Но особенное, ни с чем не сравнимое волнение охватило Аксакова, когда он в Майнце пил кофе из чашки Шиллера, а в Веймаре стоял у его могилы. «Боже мой, какое важное, великое значение имеет для меня это имя! – писал он Н. Т. и Г. И. Карташевским. – Со сколькими другими душами соединяет он меня!» Григорий Иванович хорошо понимал, кого имел в виду Константин, с кем прежде всего соединяла его поэзия Шиллера…
Письма Константина теперь адресованы не Маше, но своим сосредоточенным, хотя и не всегда явным чувством, грустным лирическим тоном они словно продолжают их переписку двухлетней давности. Перед нами как бы вторая часть «романа в письмах», в которой героиня ушла с авансцены действия, но не из сознания героя. Наоборот, ее незримое присутствие чувствуется всегда, во всем. Может быть, Аксаков надеялся, что его строки попадут на глаза Маши…
Письма, адресованные домой, Аксаков подписывает «Ваш Костинька», реже – «Ваш Константин»; письма, направляемые Карташевским, – «Всею душою преданный племянник» или «Всею душою ваш Константин А.». Письма Константина по-прежнему исполнены доброты и теплой родственности, он никого не винит и не укоряет.
Между тем к Аксакову возвращается интерес к жизни и к наукам. Он мечтает серьезно заняться лингвистикой, рассчитывает за лето сделать «успех в древних языках», написать «первую часть грамматики». Определяется более явственно направление будущей деятельности Константина – филологическое.

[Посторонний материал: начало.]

// Copyright (c) 2025 Fabstir
// SPDX-License-Identifier: BUSL-1.1
//! Shared ONNX Runtime session plumbing for the built-in providers

use anyhow::{Context, Result};
use ndarray::{Array4, ArrayD};
use ort::execution_providers::CPUExecutionProvider;
use ort::session::builder::GraphOptimizationLevel;
use ort::session::Session;
use ort::value::Value;
use std::path::Path;
use std::sync::{Arc, Mutex};
use tracing::debug;

use super::ProviderError;

/// A CPU-only ONNX session shared across concurrent requests
#[derive(Clone)]
pub struct OnnxSession {
    session: Arc<Mutex<Session>>,
    input_name: String,
}

impl std::fmt::Debug for OnnxSession {
    fn fmt(&self, f: &mut std::fmt::Formatter<'_>) -> std::fmt::Result {
        f.debug_struct("OnnxSession")
            .field("input_name", &self.input_name)
            .finish_non_exhaustive()
    }
}

impl OnnxSession {
    /// Load a model file with CPU execution and full graph optimization
    pub fn load(model_path: &Path, default_input: &str) -> Result<Self> {
        if !model_path.exists() {
            anyhow::bail!("Model not found: {}", model_path.display());
        }

        let session = Session::builder()
            .context("Failed to create session builder")?
            .with_execution_providers([CPUExecutionProvider::default().build()])
            .context("Failed to set CPU execution provider")?
            .with_optimization_level(GraphOptimizationLevel::Level3)
            .context("Failed to set optimization level")?
            .with_intra_threads(4)
            .context("Failed to set intra threads")?
            .commit_from_file(model_path)
            .with_context(|| format!("Failed to load model from {}", model_path.display()))?;

        let input_name = session
            .inputs
            .first()
            .map(|input| input.name.clone())
            .unwrap_or_else(|| default_input.to_string());

        if let Some(input) = session.inputs.first() {
            debug!(
                "{} input {}: {:?}",
                model_path.display(),
                input_name,
                input.input_type
            );
        }

        Ok(Self {
            session: Arc::new(Mutex::new(session)),
            input_name,
        })
    }

    /// Run the model on one NCHW tensor and return its first output
    pub fn run(&self, input: Array4<f32>) -> Result<ArrayD<f32>, ProviderError> {
        let mut session = self
            .session
            .lock()
            .map_err(|_| ProviderError::Unavailable("ONNX session lock poisoned".to_string()))?;

        let input_value = Value::from_array(input)
            .map_err(|e| ProviderError::DetectionFailed(format!("input tensor: {}", e)))?;

        let outputs = session
            .run(ort::inputs![self.input_name.as_str() => input_value])
            .map_err(|e| ProviderError::DetectionFailed(format!("inference: {}", e)))?;

        let output = outputs[0]
            .try_extract_array::<f32>()
            .map_err(|e| ProviderError::DetectionFailed(format!("output tensor: {}", e)))?;

        Ok(output.to_owned())
    }
}
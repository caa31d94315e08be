// Copyright (c) 2025 Fabstir
// SPDX-License-Identifier: BUSL-1.1
//! Observation records produced by detection providers
//!
//! Every record uses normalized geometry (see [`crate::vision::geometry`]) and
//! serializes in camelCase to match the analysis response schema.

use serde::{Deserialize, Serialize};
use std::collections::BTreeMap;

use super::geometry::{NormalizedPoint, NormalizedRect};

/// A ranked recognition candidate for a text region
#[derive(Debug, Clone, PartialEq, Serialize, Deserialize)]
#[serde(rename_all = "camelCase")]
pub struct TextCandidate {
    pub text: String,
    pub confidence: f32,
}

/// A recognized text fragment
#[derive(Debug, Clone, PartialEq, Serialize, Deserialize)]
#[serde(rename_all = "camelCase")]
pub struct TextObservation {
    /// Best recognition for the region
    pub text: String,
    /// Confidence of the best recognition (0.0-1.0)
    pub confidence: f32,
    /// Region location
    pub bounding_box: NormalizedRect,
    /// Alternate recognitions, best first (excludes `text`)
    #[serde(default, skip_serializing_if = "Vec::is_empty")]
    pub alternates: Vec<TextCandidate>,
}

impl TextObservation {
    pub fn new(text: impl Into<String>, confidence: f32, bounding_box: NormalizedRect) -> Self {
        Self {
            text: text.into(),
            confidence,
            bounding_box,
            alternates: Vec::new(),
        }
    }

    pub fn with_alternates(mut self, alternates: Vec<TextCandidate>) -> Self {
        self.alternates = alternates;
        self
    }
}

/// Named groups of facial landmark points (e.g. "leftEye" -> points)
pub type FaceLandmarks = BTreeMap<String, Vec<NormalizedPoint>>;

/// A detected face
#[derive(Debug, Clone, PartialEq, Serialize, Deserialize)]
#[serde(rename_all = "camelCase")]
pub struct FaceObservation {
    pub bounding_box: NormalizedRect,
    pub confidence: f32,
    #[serde(default, skip_serializing_if = "Option::is_none")]
    pub landmarks: Option<FaceLandmarks>,
    /// Capture quality, attached from the face-quality provider
    #[serde(default, skip_serializing_if = "Option::is_none")]
    pub capture_quality: Option<f32>,
    /// Head roll in degrees
    #[serde(default, skip_serializing_if = "Option::is_none")]
    pub roll: Option<f64>,
    /// Head yaw in degrees
    #[serde(default, skip_serializing_if = "Option::is_none")]
    pub yaw: Option<f64>,
    /// Head pitch in degrees
    #[serde(default, skip_serializing_if = "Option::is_none")]
    pub pitch: Option<f64>,
}

impl FaceObservation {
    pub fn new(bounding_box: NormalizedRect, confidence: f32) -> Self {
        Self {
            bounding_box,
            confidence,
            landmarks: None,
            capture_quality: None,
            roll: None,
            yaw: None,
            pitch: None,
        }
    }
}

/// Per-face capture quality as reported by a face-quality provider
#[derive(Debug, Clone, PartialEq, Serialize, Deserialize)]
#[serde(rename_all = "camelCase")]
pub struct FaceCaptureQuality {
    pub bounding_box: NormalizedRect,
    pub quality: f32,
}

/// A decoded (or merely located) barcode
#[derive(Debug, Clone, PartialEq, Serialize, Deserialize)]
#[serde(rename_all = "camelCase")]
pub struct BarcodeObservation {
    /// Decoded payload, absent when the symbol was located but not read
    #[serde(default, skip_serializing_if = "Option::is_none")]
    pub payload: Option<String>,
    /// Symbology tag, e.g. "QR", "EAN13"
    pub symbology: String,
    pub bounding_box: NormalizedRect,
    pub confidence: f32,
}

/// A whole-image classification label
#[derive(Debug, Clone, PartialEq, Serialize, Deserialize)]
#[serde(rename_all = "camelCase")]
pub struct ClassificationObservation {
    pub label: String,
    pub confidence: f32,
}

impl ClassificationObservation {
    pub fn new(label: impl Into<String>, confidence: f32) -> Self {
        Self {
            label: label.into(),
            confidence,
        }
    }
}

/// A located body or hand joint
#[derive(Debug, Clone, PartialEq, Serialize, Deserialize)]
#[serde(rename_all = "camelCase")]
pub struct RecognizedJoint {
    pub location: NormalizedPoint,
    pub confidence: f32,
}

/// A body or hand pose: joint name -> location
#[derive(Debug, Clone, PartialEq, Serialize, Deserialize)]
#[serde(rename_all = "camelCase")]
pub struct PoseObservation {
    pub joints: BTreeMap<String, RecognizedJoint>,
    pub confidence: f32,
}

/// A salient region of the image
#[derive(Debug, Clone, PartialEq, Serialize, Deserialize)]
#[serde(rename_all = "camelCase")]
pub struct SalientObject {
    pub bounding_box: NormalizedRect,
    pub confidence: f32,
}

/// Saliency analysis for the whole image
#[derive(Debug, Clone, PartialEq, Default, Serialize, Deserialize)]
#[serde(rename_all = "camelCase")]
pub struct SaliencyResult {
    pub salient_objects: Vec<SalientObject>,
    #[serde(default, skip_serializing_if = "Option::is_none")]
    pub attention_score: Option<f32>,
}

/// A detected quadrilateral
#[derive(Debug, Clone, PartialEq, Serialize, Deserialize)]
#[serde(rename_all = "camelCase")]
pub struct RectangleObservation {
    pub top_left: NormalizedPoint,
    pub top_right: NormalizedPoint,
    pub bottom_left: NormalizedPoint,
    pub bottom_right: NormalizedPoint,
    pub bounding_box: NormalizedRect,
    pub confidence: f32,
}

impl RectangleObservation {
    /// Build from four corners; the bounding box is derived from them
    pub fn from_corners(
        top_left: NormalizedPoint,
        top_right: NormalizedPoint,
        bottom_left: NormalizedPoint,
        bottom_right: NormalizedPoint,
        confidence: f32,
    ) -> Self {
        let bounding_box =
            NormalizedRect::enclosing(&[top_left, top_right, bottom_left, bottom_right])
                .unwrap_or(NormalizedRect::new(0.0, 0.0, 0.0, 0.0));
        Self {
            top_left,
            top_right,
            bottom_left,
            bottom_right,
            bounding_box,
            confidence,
        }
    }
}

/// Estimated horizon tilt
#[derive(Debug, Clone, PartialEq, Serialize, Deserialize)]
#[serde(rename_all = "camelCase")]
pub struct HorizonObservation {
    pub angle_degrees: f64,
    pub confidence: f32,
}

/// Aggregate contour statistics
#[derive(Debug, Clone, PartialEq, Default, Serialize, Deserialize)]
#[serde(rename_all = "camelCase")]
pub struct ContourSummary {
    pub contour_count: usize,
    pub point_count: usize,
}

/// Shape of an image feature embedding (the vector itself is not emitted)
#[derive(Debug, Clone, PartialEq, Serialize, Deserialize)]
#[serde(rename_all = "camelCase")]
pub struct FeaturePrintSummary {
    pub element_count: usize,
    pub element_type: String,
}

Но в рамках одной науки Аксакову тесно – мысль его занята важными историческими проблемами, направлена на национально-характерные особенности той жизни, которая проходит перед ним. При всем почитании своего, родного он умеет видеть достоинства других народов. К французам он, правда, не благоволит, что связано со свойственным в это время не только ему, но, скажем, и Станкевичу, и Белинскому отталкиванием от политического радикализма, от идей Великой французской революции, но к немцам полон внимания и сочувствия. Ему нравятся их «опрятность, трудолюбие, бодрость на лицах»; бытовой комфорт, «удобства жизни» вызывают восхищение; еще большее восхищение пробуждают развитие наук и образование, «особенно в Берлине вы это чувствуете живее», в Берлине, слывшем в то время философской столицей мира.